Jon Gray, o presidente da Blackstone, tem um conselho para a nova safra de analistas da Geração Z que chega à gestora de US$ 1 trilhão: pensem como fundadores de startup. Em um discurso recente, Gray defendeu que a mentalidade empreendedora é o segredo para o sucesso e o motor que permitiu à própria Blackstone manter-se ágil apesar de sua escala colossal.

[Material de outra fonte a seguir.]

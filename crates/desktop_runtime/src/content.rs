//! Static portfolio content and the per-window slices rendered inside content windows.

use platform_host::AssetResolver;
use serde::{Deserialize, Serialize};
use thiserror::Error;

const EMBEDDED_PORTFOLIO: &str = include_str!("../content/portfolio.json");

#[derive(Debug, Error)]
pub enum ContentError {
    #[error("failed to parse portfolio content: {0}")]
    Parse(#[from] serde_json::Error),
}

#[derive(Debug, Clone, PartialEq, Eq, Serialize, Deserialize)]
pub struct PersonalInfo {
    pub fullname: String,
    pub title: String,
    pub bio: String,
    pub avatar: String,
    pub location: String,
    pub email: String,
}

#[derive(Debug, Clone, PartialEq, Eq, Serialize, Deserialize)]
pub struct ExperienceEntry {
    pub company: String,
    pub position: String,
    pub period: String,
    #[serde(default, skip_serializing_if = "Option::is_none")]
    pub description: Option<String>,
}

#[derive(Debug, Clone, PartialEq, Eq, Serialize, Deserialize)]
pub struct EducationEntry {
    pub institution: String,
    pub degree: String,
    pub period: String,
}

#[derive(Debug, Clone, PartialEq, Eq, Serialize, Deserialize)]
pub struct ProjectEntry {
    pub id: u32,
    pub title: String,
    pub description: String,
    pub technologies: Vec<String>,
    pub image: String,
    pub link: String,
}

#[derive(Debug, Clone, PartialEq, Eq, Serialize, Deserialize)]
pub struct SocialLinks {
    pub github: String,
    pub linkedin: String,
}

#[derive(Debug, Clone, PartialEq, Eq, Serialize, Deserialize)]
pub struct PortfolioContent {
    pub personal: PersonalInfo,
    pub experience: Vec<ExperienceEntry>,
    pub education: Vec<EducationEntry>,
    pub projects: Vec<ProjectEntry>,
    pub social: SocialLinks,
}

impl PortfolioContent {
    pub fn from_json_str(raw: &str) -> Result<Self, ContentError> {
        Ok(serde_json::from_str(raw)?)
    }

    /// Portfolio bundled into the binary at build time.
    pub fn embedded() -> Result<Self, ContentError> {
        Self::from_json_str(EMBEDDED_PORTFOLIO)
    }

    /// First whitespace-separated token of the full name, or `""`.
    pub fn first_name(&self) -> &str {
        self.personal.fullname.split_whitespace().next().unwrap_or("")
    }

    /// Headline shown on the welcome screen and the desktop toast.
    pub fn welcome_headline(&self) -> String {
        match self.first_name() {
            "" => "Welcome.".to_string(),
            first => format!("Welcome, {first}."),
        }
    }
}

#[derive(Debug, Clone, Copy, PartialEq, Eq, Hash, Serialize, Deserialize)]
pub enum ContentKind {
    About,
    Experience,
    Projects,
    Contact,
}

/// Content handle captured once when a window opens.
///
/// Image fields hold public URLs resolved against the asset base at open time.
#[derive(Debug, Clone, PartialEq, Eq, Serialize, Deserialize)]
pub enum WindowContent {
    About {
        personal: PersonalInfo,
        social: SocialLinks,
    },
    Experience {
        experience: Vec<ExperienceEntry>,
        education: Vec<EducationEntry>,
    },
    Projects {
        projects: Vec<ProjectEntry>,
    },
    Contact {
        email: String,
        location: String,
        social: SocialLinks,
    },
}

impl WindowContent {
    pub fn build(kind: ContentKind, content: &PortfolioContent, assets: &AssetResolver) -> Self {
        match kind {
            ContentKind::About => Self::About {
                personal: PersonalInfo {
                    avatar: assets.image_url(&content.personal.avatar),
                    ..content.personal.clone()
                },
                social: content.social.clone(),
            },
            ContentKind::Experience => Self::Experience {
                experience: content.experience.clone(),
                education: content.education.clone(),
            },
            ContentKind::Projects => Self::Projects {
                projects: content
                    .projects
                    .iter()
                    .map(|project| ProjectEntry {
                        image: assets.image_url(&project.image),
                        ..project.clone()
                    })
                    .collect(),
            },
            ContentKind::Contact => Self::Contact {
                email: content.personal.email.clone(),
                location: content.personal.location.clone(),
                social: content.social.clone(),
            },
        }
    }

    pub fn kind(&self) -> ContentKind {
        match self {
            Self::About { .. } => ContentKind::About,
            Self::Experience { .. } => ContentKind::Experience,
            Self::Projects { .. } => ContentKind::Projects,
            Self::Contact { .. } => ContentKind::Contact,
        }
    }
}
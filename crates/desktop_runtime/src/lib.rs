//! Headless runtime for the XP-style portfolio desktop.
//!
//! The reducer in [`reducer`] owns every state transition: boot/login/welcome/desktop phases,
//! the window registry, icon selection, window dragging, and the welcome toast. Side effects
//! leave the reducer as [`RuntimeEffect`] values and are executed by a
//! [`host::DesktopHostContext`], either inside the virtual-clock [`DesktopSession`] or inside
//! the Leptos [`DesktopProvider`].

pub mod apps;
pub mod config;
pub mod content;
pub mod drag;
pub mod effect_executor;
pub mod host;
pub mod model;
pub mod notification;
pub mod phase;
pub mod reducer;
pub mod runtime_context;
pub mod selection;
pub mod session;
pub mod timers;
pub mod window_manager;

pub use config::{ConfigError, RuntimeConfig};
pub use content::{ContentError, ContentKind, PortfolioContent, WindowContent};
pub use host::DesktopHostContext;
pub use model::*;
pub use notification::{compute_toast_position, ToastPosition, ToastSize, ToastState};
pub use phase::{document_title, FadeStage, PhaseState, PhaseTransition};
pub use reducer::{reduce_desktop, DesktopAction, ReducerError, RuntimeEffect};
pub use runtime_context::{use_desktop_runtime, DesktopProvider, DesktopRuntimeContext};
pub use selection::{IconRect, SelectionBox, SelectionState};
pub use session::DesktopSession;
pub use timers::{TimerKind, TimerToken};
use std::fmt;

use platform_host::ViewportSize;
use serde::{Deserialize, Serialize};
use thiserror::Error;

use crate::{
    config::{ConfigError, RuntimeConfig},
    content::{ContentError, PortfolioContent, WindowContent},
    drag::DragSession,
    notification::ToastState,
    phase::PhaseState,
    selection::SelectionState,
    timers::TimerTable,
};

/// Stable identifier shared by a catalog window and its desktop icon (for example `"about"`).
#[derive(Debug, Clone, PartialEq, Eq, PartialOrd, Ord, Hash, Serialize, Deserialize)]
pub struct WindowId(pub String);

impl WindowId {
    pub fn new(id: impl Into<String>) -> Self {
        Self(id.into())
    }

    pub fn as_str(&self) -> &str {
        &self.0
    }
}

impl From<&str> for WindowId {
    fn from(value: &str) -> Self {
        Self::new(value)
    }
}

impl fmt::Display for WindowId {
    fn fmt(&self, f: &mut fmt::Formatter<'_>) -> fmt::Result {
        f.write_str(&self.0)
    }
}

/// Opaque icon reference handed to the rendering layer (an image path).
#[derive(Debug, Clone, PartialEq, Eq, Hash, Serialize, Deserialize)]
pub struct IconHandle(pub String);

#[derive(Debug, Clone, Copy, PartialEq, Eq, Hash, Default, Serialize, Deserialize)]
pub enum ApplicationPhase {
    #[default]
    Boot,
    Login,
    Welcome,
    Desktop,
}

impl ApplicationPhase {
    pub const fn as_str(self) -> &'static str {
        match self {
            Self::Boot => "boot",
            Self::Login => "login",
            Self::Welcome => "welcome",
            Self::Desktop => "desktop",
        }
    }
}

impl fmt::Display for ApplicationPhase {
    fn fmt(&self, f: &mut fmt::Formatter<'_>) -> fmt::Result {
        f.write_str(self.as_str())
    }
}

#[derive(Debug, Clone, Copy, PartialEq, Eq, Default, Serialize, Deserialize)]
pub struct WindowPosition {
    pub x: i32,
    pub y: i32,
}

#[derive(Debug, Clone, Copy, PartialEq, Eq, Default, Serialize, Deserialize)]
pub struct PointerPosition {
    pub x: i32,
    pub y: i32,
}

impl PointerPosition {
    pub const fn new(x: i32, y: i32) -> Self {
        Self { x, y }
    }
}

#[derive(Debug, Clone, Copy, PartialEq, Eq, Serialize, Deserialize)]
pub enum PointerButton {
    Primary,
    Secondary,
    Middle,
}

/// What the pointer landed on when a desktop pointer-down was observed.
#[derive(Debug, Clone, PartialEq, Eq, Serialize, Deserialize)]
pub enum PointerTarget {
    /// Empty desktop surface (wallpaper).
    DesktopSurface,
    Icon(WindowId),
    Window(WindowId),
    Taskbar,
    Toast,
}

impl PointerTarget {
    /// Only the bare surface may start a lasso; every other surface is marked non-selectable.
    pub fn starts_lasso(&self) -> bool {
        matches!(self, Self::DesktopSurface)
    }
}

/// Static desktop icon: never mutated, its screen rectangle is measured on demand.
#[derive(Debug, Clone, PartialEq, Eq, Serialize, Deserialize)]
pub struct IconDescriptor {
    pub id: WindowId,
    pub label: String,
    pub icon: IconHandle,
}

/// One start-menu launcher row.
#[derive(Debug, Clone, PartialEq, Eq, Serialize, Deserialize)]
pub struct StartMenuEntry {
    pub id: WindowId,
    pub label: String,
    pub subtitle: String,
    pub icon: IconHandle,
}

#[derive(Debug, Clone, PartialEq, Serialize, Deserialize)]
pub struct OpenWindowEntry {
    pub id: WindowId,
    pub title: String,
    pub icon: IconHandle,
    pub content: WindowContent,
    /// Position at creation; never updated afterwards.
    pub initial_position: WindowPosition,
    /// Current top-left, moved only by title-bar drags.
    pub position: WindowPosition,
    /// Higher is further in front; used directly as the paint z-index.
    pub stack_order: u32,
}

/// One taskbar window-switcher button.
#[derive(Debug, Clone, PartialEq, Eq, Serialize, Deserialize)]
pub struct TaskbarEntry {
    pub id: WindowId,
    pub title: String,
    pub icon: IconHandle,
    pub active: bool,
}

#[derive(Debug, Clone, PartialEq, Default)]
pub struct DesktopState {
    pub phase: PhaseState,
    /// Open windows in open order.
    pub windows: Vec<OpenWindowEntry>,
    pub active_window: Option<WindowId>,
    pub selection: SelectionState,
    pub toast: ToastState,
    pub start_menu_open: bool,
    pub audio_unlocked: bool,
    pub viewport: ViewportSize,
    pub timers: TimerTable,
}

impl DesktopState {
    pub fn window(&self, window_id: &WindowId) -> Option<&OpenWindowEntry> {
        self.windows.iter().find(|w| &w.id == window_id)
    }

    pub fn is_open(&self, window_id: &WindowId) -> bool {
        self.window(window_id).is_some()
    }

    /// Open windows sorted back-to-front.
    pub fn paint_order(&self) -> Vec<&OpenWindowEntry> {
        let mut ordered: Vec<_> = self.windows.iter().collect();
        ordered.sort_by_key(|w| w.stack_order);
        ordered
    }

    pub fn taskbar_entries(&self) -> Vec<TaskbarEntry> {
        self.windows
            .iter()
            .map(|w| TaskbarEntry {
                id: w.id.clone(),
                title: w.title.clone(),
                icon: w.icon.clone(),
                active: self.active_window.as_ref() == Some(&w.id),
            })
            .collect()
    }
}

#[derive(Debug, Clone, PartialEq, Eq, Default)]
pub struct InteractionState {
    pub dragging: Option<DragSession>,
}

#[derive(Debug, Error)]
pub enum EnvError {
    #[error(transparent)]
    Config(#[from] ConfigError),
    #[error(transparent)]
    Content(#[from] ContentError),
}

/// Read-only inputs shared by every reducer call: timings and the static portfolio content.
#[derive(Debug, Clone, PartialEq)]
pub struct RuntimeEnv {
    pub config: RuntimeConfig,
    pub content: PortfolioContent,
}

impl RuntimeEnv {
    pub fn new(config: RuntimeConfig, content: PortfolioContent) -> Self {
        Self { config, content }
    }

    /// Configuration and portfolio content embedded at build time.
    pub fn embedded() -> Result<Self, EnvError> {
        Ok(Self::new(
            RuntimeConfig::embedded()?,
            PortfolioContent::embedded()?,
        ))
    }
}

O recado, no entanto, expõe uma tensão fundamental no mercado de trabalho atual. Enquanto líderes como Gray e Jeff Bezos, da Amazon, defendem a carreira corporativa como um campo de treinamento para o empreendedorismo, um número crescente de jovens talentos está pulando essa etapa. A atratividade da escada corporativa parece diminuir na mesma medida em que a possibilidade de criar um negócio do zero se torna mais acessível.

O funil corporativo

A fala de Gray não é apenas um conselho de carreira, mas um reflexo das pressões que as grandes corporações enfrentam. Manter uma cultura de inovação e agilidade, o “coração pulsante” que ele menciona, é um desafio constante. Ao mesmo tempo, a porta de entrada para essas empresas está cada vez mais estreita. A taxa de aceitação para analistas na Blackstone, por exemplo, caiu para menos de 0,1%.

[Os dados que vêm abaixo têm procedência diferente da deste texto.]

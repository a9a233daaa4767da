//! Cancelable timer bookkeeping for dwell, fade, and toast deadlines.
//!
//! The reducer owns a [`TimerTable`] holding at most one armed [`TimerToken`] per
//! [`TimerKind`]. Arming a kind that is already armed supersedes the old token, and every
//! arm/disarm is mirrored by a [`RuntimeEffect`] so the host driver (browser timeouts or the
//! virtual [`TimerQueue`]) cancels the superseded callback for real.

use std::collections::BTreeMap;

use crate::reducer::RuntimeEffect;

#[derive(Debug, Clone, Copy, PartialEq, Eq, PartialOrd, Ord, Hash)]
pub enum TimerKind {
    BootDwell,
    WelcomeDwell,
    FadeOut,
    FadeIn,
    ToastShow,
    ToastAutoHide,
}

impl TimerKind {
    /// Timers that belong to the current phase and die with it.
    pub const PHASE_SCOPED: [TimerKind; 5] = [
        TimerKind::BootDwell,
        TimerKind::WelcomeDwell,
        TimerKind::FadeIn,
        TimerKind::ToastShow,
        TimerKind::ToastAutoHide,
    ];

    pub const fn as_str(self) -> &'static str {
        match self {
            Self::BootDwell => "boot-dwell",
            Self::WelcomeDwell => "welcome-dwell",
            Self::FadeOut => "fade-out",
            Self::FadeIn => "fade-in",
            Self::ToastShow => "toast-show",
            Self::ToastAutoHide => "toast-auto-hide",
        }
    }
}

/// Identity of one scheduled callback. A newer generation of the same kind supersedes it.
#[derive(Debug, Clone, Copy, PartialEq, Eq, Hash)]
pub struct TimerToken {
    pub kind: TimerKind,
    pub generation: u64,
}

#[derive(Debug, Clone, PartialEq, Eq, Default)]
pub struct TimerTable {
    next_generation: u64,
    armed: BTreeMap<TimerKind, u64>,
}

impl TimerTable {
    /// Arms `kind`, returning the new token and the superseded one, if any.
    pub fn arm(&mut self, kind: TimerKind) -> (TimerToken, Option<TimerToken>) {
        self.next_generation = self.next_generation.saturating_add(1);
        let generation = self.next_generation;
        let superseded = self
            .armed
            .insert(kind, generation)
            .map(|generation| TimerToken { kind, generation });
        (TimerToken { kind, generation }, superseded)
    }

    pub fn disarm(&mut self, kind: TimerKind) -> Option<TimerToken> {
        self.armed
            .remove(&kind)
            .map(|generation| TimerToken { kind, generation })
    }

    /// Consumes `token` if it is the armed token for its kind.
    pub fn take(&mut self, token: TimerToken) -> bool {
        if self.armed.get(&token.kind) == Some(&token.generation) {
            self.armed.remove(&token.kind);
            true
        } else {
            false
        }
    }

    pub fn armed(&self, kind: TimerKind) -> Option<TimerToken> {
        self.armed
            .get(&kind)
            .map(|&generation| TimerToken { kind, generation })
    }

    pub fn is_armed(&self, kind: TimerKind) -> bool {
        self.armed.contains_key(&kind)
    }
}

pub(crate) fn arm_timer(
    table: &mut TimerTable,
    effects: &mut Vec<RuntimeEffect>,
    kind: TimerKind,
    delay_ms: u32,
) {
    let (token, superseded) = table.arm(kind);
    if let Some(old) = superseded {
        effects.push(RuntimeEffect::CancelTimer(old));
    }
    effects.push(RuntimeEffect::ScheduleTimer { token, delay_ms });
}

pub(crate) fn disarm_timer(table: &mut TimerTable, effects: &mut Vec<RuntimeEffect>, kind: TimerKind) {
    if let Some(token) = table.disarm(kind) {
        effects.push(RuntimeEffect::CancelTimer(token));
    }
}

/// Host-side executor for timer effects.
pub trait TimerDriver {
    /// Schedules `token` to fire after `delay_ms`, replacing any pending timer of the same kind.
    fn schedule(&mut self, token: TimerToken, delay_ms: u32);

    /// Cancels `token`; a cancelled timer must never fire.
    fn cancel(&mut self, token: TimerToken);
}

#[derive(Debug, Clone, PartialEq, Eq)]
struct PendingTimer {
    token: TimerToken,
    deadline_ms: u64,
    seq: u64,
}

/// Deterministic virtual-time timer queue for headless sessions and tests.
#[derive(Debug, Clone, Default)]
pub struct TimerQueue {
    now_ms: u64,
    next_seq: u64,
    pending: Vec<PendingTimer>,
}

impl TimerQueue {
    pub fn now_ms(&self) -> u64 {
        self.now_ms
    }

    /// Pending timers as `(token, absolute deadline)` in firing order.
    pub fn pending(&self) -> Vec<(TimerToken, u64)> {
        let mut pending = self.pending.clone();
        pending.sort_by_key(|timer| (timer.deadline_ms, timer.seq));
        pending
            .into_iter()
            .map(|timer| (timer.token, timer.deadline_ms))
            .collect()
    }

    pub fn deadline_of(&self, kind: TimerKind) -> Option<u64> {
        self.pending
            .iter()
            .find(|timer| timer.token.kind == kind)
            .map(|timer| timer.deadline_ms)
    }

    /// Removes and returns the earliest timer due at or before `until_ms`, moving the clock to
    /// its deadline. Ties fire in scheduling order.
    pub fn pop_due(&mut self, until_ms: u64) -> Option<TimerToken> {
        let index = self
            .pending
            .iter()
            .enumerate()
            .filter(|(_, timer)| timer.deadline_ms <= until_ms)
            .min_by_key(|(_, timer)| (timer.deadline_ms, timer.seq))
            .map(|(index, _)| index)?;
        let timer = self.pending.remove(index);
        self.now_ms = self.now_ms.max(timer.deadline_ms);
        Some(timer.token)
    }

    pub fn advance_to(&mut self, now_ms: u64) {
        self.now_ms = self.now_ms.max(now_ms);
    }
}

impl TimerDriver for TimerQueue {
    fn schedule(&mut self, token: TimerToken, delay_ms: u32) {
        self.pending.retain(|timer| timer.token.kind != token.kind);
        self.next_seq += 1;
        self.pending.push(PendingTimer {
            token,
            deadline_ms: self.now_ms + u64::from(delay_ms),
            seq: self.next_seq,
        });
    }

    fn cancel(&mut self, token: TimerToken) {
        self.pending.retain(|timer| timer.token != token);
    }
}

Soma-se a isso o impacto da inteligência artificial. Uma pesquisa do Graduate Management Admission Council aponta que um terço dos empregadores já substitui funções de nível júnior por IA, especialmente em tecnologia. O caminho tradicional, que antes era o padrão para jovens ambiciosos, está se tornando mais competitivo e, para alguns, menos relevante.

A via do fundador

Se por um lado a IA encolhe vagas de entrada, por outro ela democratiza a criação de negócios. Ferramentas de IA generativa podem criar planos de negócio, websites e protótipos em minutos, reduzindo drasticamente o custo e a barreira técnica para empreender. Os números confirmam a tendência: um relatório da Intuit aponta que 43% da Geração Z nos EUA considera abrir uma empresa.

Em Harvard Business School, o percentual de formandos que planejam fundar uma empresa logo após a graduação mais do que dobrou de 2021 para 2025, saltando de 8% para 17%. Para uma parcela crescente dos melhores talentos, o apelo de construir algo próprio superou o prestígio de um emprego em finanças ou consultoria.

A questão que se coloca para gigantes como a Blackstone não é se a próxima geração será empreendedora, mas onde ela escolherá sê-lo: dentro dos muros de Wall Street ou à frente de suas próprias startups.